**The problem**
Repeat word for word the opening stretch of the entries, from the first line through the line containing "pub mod errors;".

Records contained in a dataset
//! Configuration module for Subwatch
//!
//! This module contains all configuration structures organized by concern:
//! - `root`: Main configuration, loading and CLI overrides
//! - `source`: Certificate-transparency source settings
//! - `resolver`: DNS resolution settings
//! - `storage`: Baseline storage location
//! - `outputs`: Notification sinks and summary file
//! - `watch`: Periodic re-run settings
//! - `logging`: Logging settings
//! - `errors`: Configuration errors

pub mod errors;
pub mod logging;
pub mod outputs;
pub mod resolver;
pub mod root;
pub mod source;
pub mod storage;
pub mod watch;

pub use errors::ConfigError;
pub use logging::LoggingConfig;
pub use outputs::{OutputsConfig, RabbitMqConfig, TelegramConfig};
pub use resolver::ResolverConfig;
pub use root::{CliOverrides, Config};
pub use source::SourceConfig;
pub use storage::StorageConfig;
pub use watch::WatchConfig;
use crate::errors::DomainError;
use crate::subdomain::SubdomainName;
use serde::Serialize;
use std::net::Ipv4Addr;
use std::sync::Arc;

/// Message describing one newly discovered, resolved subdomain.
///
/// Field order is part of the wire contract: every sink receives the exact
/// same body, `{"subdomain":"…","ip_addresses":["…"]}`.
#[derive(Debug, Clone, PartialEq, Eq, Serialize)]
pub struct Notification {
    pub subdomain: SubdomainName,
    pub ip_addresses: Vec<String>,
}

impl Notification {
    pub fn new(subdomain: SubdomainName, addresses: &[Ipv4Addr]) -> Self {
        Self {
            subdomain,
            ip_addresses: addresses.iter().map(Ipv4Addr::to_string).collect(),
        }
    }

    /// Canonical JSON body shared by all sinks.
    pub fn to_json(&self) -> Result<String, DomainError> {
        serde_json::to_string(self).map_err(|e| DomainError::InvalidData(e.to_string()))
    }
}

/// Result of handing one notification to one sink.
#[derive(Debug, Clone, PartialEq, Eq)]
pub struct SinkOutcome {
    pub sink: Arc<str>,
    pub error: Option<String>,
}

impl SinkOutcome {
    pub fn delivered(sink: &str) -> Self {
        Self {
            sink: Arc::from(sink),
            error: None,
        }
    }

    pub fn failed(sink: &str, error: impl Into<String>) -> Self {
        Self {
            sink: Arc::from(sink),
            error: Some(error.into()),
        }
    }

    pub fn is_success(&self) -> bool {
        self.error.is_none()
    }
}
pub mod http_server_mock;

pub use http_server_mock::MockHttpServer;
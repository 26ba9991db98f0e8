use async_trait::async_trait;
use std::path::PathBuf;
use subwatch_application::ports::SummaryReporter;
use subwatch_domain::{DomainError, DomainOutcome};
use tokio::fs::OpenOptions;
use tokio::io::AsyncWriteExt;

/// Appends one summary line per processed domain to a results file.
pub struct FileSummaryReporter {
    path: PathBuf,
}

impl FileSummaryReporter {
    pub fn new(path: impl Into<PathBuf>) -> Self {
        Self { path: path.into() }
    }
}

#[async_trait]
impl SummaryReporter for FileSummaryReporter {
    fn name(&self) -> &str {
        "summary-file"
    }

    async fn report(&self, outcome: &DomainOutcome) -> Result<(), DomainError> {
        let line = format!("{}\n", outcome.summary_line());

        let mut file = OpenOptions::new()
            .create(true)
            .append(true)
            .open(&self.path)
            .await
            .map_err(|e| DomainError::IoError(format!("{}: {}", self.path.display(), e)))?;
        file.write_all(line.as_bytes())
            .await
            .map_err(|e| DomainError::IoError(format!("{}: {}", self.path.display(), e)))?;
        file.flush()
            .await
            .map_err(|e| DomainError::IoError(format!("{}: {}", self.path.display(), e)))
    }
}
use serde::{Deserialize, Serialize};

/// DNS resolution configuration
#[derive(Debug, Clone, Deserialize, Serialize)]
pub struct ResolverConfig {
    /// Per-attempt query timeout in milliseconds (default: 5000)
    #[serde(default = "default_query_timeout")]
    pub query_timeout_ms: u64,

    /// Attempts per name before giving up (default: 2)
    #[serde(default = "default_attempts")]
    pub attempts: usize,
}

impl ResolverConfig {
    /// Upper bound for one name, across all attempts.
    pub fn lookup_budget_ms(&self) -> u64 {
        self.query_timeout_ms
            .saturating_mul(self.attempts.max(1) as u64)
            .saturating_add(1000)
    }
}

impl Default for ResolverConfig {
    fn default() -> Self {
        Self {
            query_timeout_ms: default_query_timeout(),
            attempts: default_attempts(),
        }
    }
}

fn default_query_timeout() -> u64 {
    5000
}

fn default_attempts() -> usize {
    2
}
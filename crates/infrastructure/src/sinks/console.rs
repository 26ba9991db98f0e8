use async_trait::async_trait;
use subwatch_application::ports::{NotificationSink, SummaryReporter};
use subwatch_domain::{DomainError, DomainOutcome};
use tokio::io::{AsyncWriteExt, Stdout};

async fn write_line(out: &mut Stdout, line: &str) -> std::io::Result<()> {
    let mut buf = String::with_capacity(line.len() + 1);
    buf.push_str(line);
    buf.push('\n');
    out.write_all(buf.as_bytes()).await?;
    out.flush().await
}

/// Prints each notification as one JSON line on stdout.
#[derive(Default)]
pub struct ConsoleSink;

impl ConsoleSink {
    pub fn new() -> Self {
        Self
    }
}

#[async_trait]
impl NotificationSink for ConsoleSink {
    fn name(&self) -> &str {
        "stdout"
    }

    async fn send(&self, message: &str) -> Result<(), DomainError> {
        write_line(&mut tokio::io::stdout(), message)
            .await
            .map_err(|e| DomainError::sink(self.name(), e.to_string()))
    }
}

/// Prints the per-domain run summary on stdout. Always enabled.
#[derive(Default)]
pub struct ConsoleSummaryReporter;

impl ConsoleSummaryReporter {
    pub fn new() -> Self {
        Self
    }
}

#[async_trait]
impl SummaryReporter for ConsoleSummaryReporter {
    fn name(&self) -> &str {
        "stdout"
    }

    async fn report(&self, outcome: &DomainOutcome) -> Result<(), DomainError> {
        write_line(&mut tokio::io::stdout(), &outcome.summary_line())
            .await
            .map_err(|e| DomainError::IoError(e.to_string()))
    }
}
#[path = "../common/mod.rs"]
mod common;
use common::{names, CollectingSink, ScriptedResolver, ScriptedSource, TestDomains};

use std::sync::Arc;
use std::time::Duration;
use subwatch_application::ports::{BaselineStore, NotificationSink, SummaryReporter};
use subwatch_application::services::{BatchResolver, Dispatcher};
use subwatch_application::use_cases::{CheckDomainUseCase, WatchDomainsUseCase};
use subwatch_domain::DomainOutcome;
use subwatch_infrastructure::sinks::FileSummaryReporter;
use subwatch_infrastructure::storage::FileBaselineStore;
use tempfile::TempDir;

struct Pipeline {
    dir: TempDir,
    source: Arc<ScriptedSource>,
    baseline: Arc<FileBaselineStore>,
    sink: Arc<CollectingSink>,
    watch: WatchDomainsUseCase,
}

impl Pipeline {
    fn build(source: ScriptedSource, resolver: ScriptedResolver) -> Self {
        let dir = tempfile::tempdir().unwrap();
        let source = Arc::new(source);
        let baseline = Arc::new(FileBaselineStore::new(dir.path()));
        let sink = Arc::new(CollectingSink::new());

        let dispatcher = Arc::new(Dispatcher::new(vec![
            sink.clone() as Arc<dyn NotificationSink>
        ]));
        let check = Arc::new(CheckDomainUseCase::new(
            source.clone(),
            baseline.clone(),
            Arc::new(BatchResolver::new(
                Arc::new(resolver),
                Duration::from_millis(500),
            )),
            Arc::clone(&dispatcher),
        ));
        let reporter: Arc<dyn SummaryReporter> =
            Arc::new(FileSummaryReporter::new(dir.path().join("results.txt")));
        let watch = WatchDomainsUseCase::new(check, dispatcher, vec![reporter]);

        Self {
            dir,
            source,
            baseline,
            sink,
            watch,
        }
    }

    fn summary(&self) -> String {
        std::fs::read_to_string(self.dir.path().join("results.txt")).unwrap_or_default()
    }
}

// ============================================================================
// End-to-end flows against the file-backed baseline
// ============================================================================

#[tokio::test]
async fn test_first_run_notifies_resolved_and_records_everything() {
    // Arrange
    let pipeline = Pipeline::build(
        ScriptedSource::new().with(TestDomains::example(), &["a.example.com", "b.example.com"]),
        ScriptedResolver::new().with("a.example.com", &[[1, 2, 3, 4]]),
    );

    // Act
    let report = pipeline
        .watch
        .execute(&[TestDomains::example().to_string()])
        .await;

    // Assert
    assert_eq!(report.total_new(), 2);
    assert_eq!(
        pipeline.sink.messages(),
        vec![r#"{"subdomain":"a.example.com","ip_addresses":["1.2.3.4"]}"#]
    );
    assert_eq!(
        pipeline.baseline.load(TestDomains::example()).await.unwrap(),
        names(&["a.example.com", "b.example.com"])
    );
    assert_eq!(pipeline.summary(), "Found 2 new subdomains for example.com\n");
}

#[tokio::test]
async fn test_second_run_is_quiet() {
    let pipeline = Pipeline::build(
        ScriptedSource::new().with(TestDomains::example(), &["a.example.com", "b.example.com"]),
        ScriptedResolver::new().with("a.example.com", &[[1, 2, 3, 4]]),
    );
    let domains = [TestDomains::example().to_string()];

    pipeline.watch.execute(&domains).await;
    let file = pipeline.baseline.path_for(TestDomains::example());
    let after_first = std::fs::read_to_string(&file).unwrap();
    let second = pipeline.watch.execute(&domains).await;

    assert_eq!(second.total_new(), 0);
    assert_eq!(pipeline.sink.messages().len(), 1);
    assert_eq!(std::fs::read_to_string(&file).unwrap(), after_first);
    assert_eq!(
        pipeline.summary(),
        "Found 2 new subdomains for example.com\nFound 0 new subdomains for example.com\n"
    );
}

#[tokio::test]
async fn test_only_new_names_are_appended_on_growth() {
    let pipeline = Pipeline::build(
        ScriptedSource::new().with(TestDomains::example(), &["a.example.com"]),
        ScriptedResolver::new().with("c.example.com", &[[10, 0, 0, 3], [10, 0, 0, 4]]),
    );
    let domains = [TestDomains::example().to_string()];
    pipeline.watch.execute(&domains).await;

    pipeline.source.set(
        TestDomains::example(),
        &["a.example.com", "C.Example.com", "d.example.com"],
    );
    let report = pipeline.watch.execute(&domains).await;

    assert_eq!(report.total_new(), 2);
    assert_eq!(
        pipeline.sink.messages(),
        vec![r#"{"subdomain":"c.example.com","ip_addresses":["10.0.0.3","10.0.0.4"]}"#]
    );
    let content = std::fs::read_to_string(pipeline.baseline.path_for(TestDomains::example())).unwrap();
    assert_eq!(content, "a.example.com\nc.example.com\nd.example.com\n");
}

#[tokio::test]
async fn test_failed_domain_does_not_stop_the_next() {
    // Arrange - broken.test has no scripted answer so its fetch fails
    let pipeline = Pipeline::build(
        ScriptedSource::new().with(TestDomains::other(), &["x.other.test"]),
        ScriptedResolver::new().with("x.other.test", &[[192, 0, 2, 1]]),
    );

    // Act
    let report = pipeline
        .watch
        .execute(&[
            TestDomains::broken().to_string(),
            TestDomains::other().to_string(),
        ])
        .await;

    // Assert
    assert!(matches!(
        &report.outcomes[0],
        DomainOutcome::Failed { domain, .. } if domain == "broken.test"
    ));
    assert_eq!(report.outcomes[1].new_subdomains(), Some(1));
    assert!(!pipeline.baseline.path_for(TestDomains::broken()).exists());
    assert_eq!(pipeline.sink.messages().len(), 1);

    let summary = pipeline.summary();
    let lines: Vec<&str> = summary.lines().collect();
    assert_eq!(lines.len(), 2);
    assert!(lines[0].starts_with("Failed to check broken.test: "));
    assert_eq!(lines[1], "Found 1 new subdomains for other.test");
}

**The completed task**
//! Configuration module for Subwatch
//!
//! This module contains all configuration structures organized by concern:
//! - `root`: Main configuration, loading and CLI overrides
//! - `source`: Certificate-transparency source settings
//! - `resolver`: DNS resolution settings
//! - `storage`: Baseline storage location
//! - `outputs`: Notification sinks and summary file
//! - `watch`: Periodic re-run settings
//! - `logging`: Logging settings
//! - `errors`: Configuration errors

pub mod errors;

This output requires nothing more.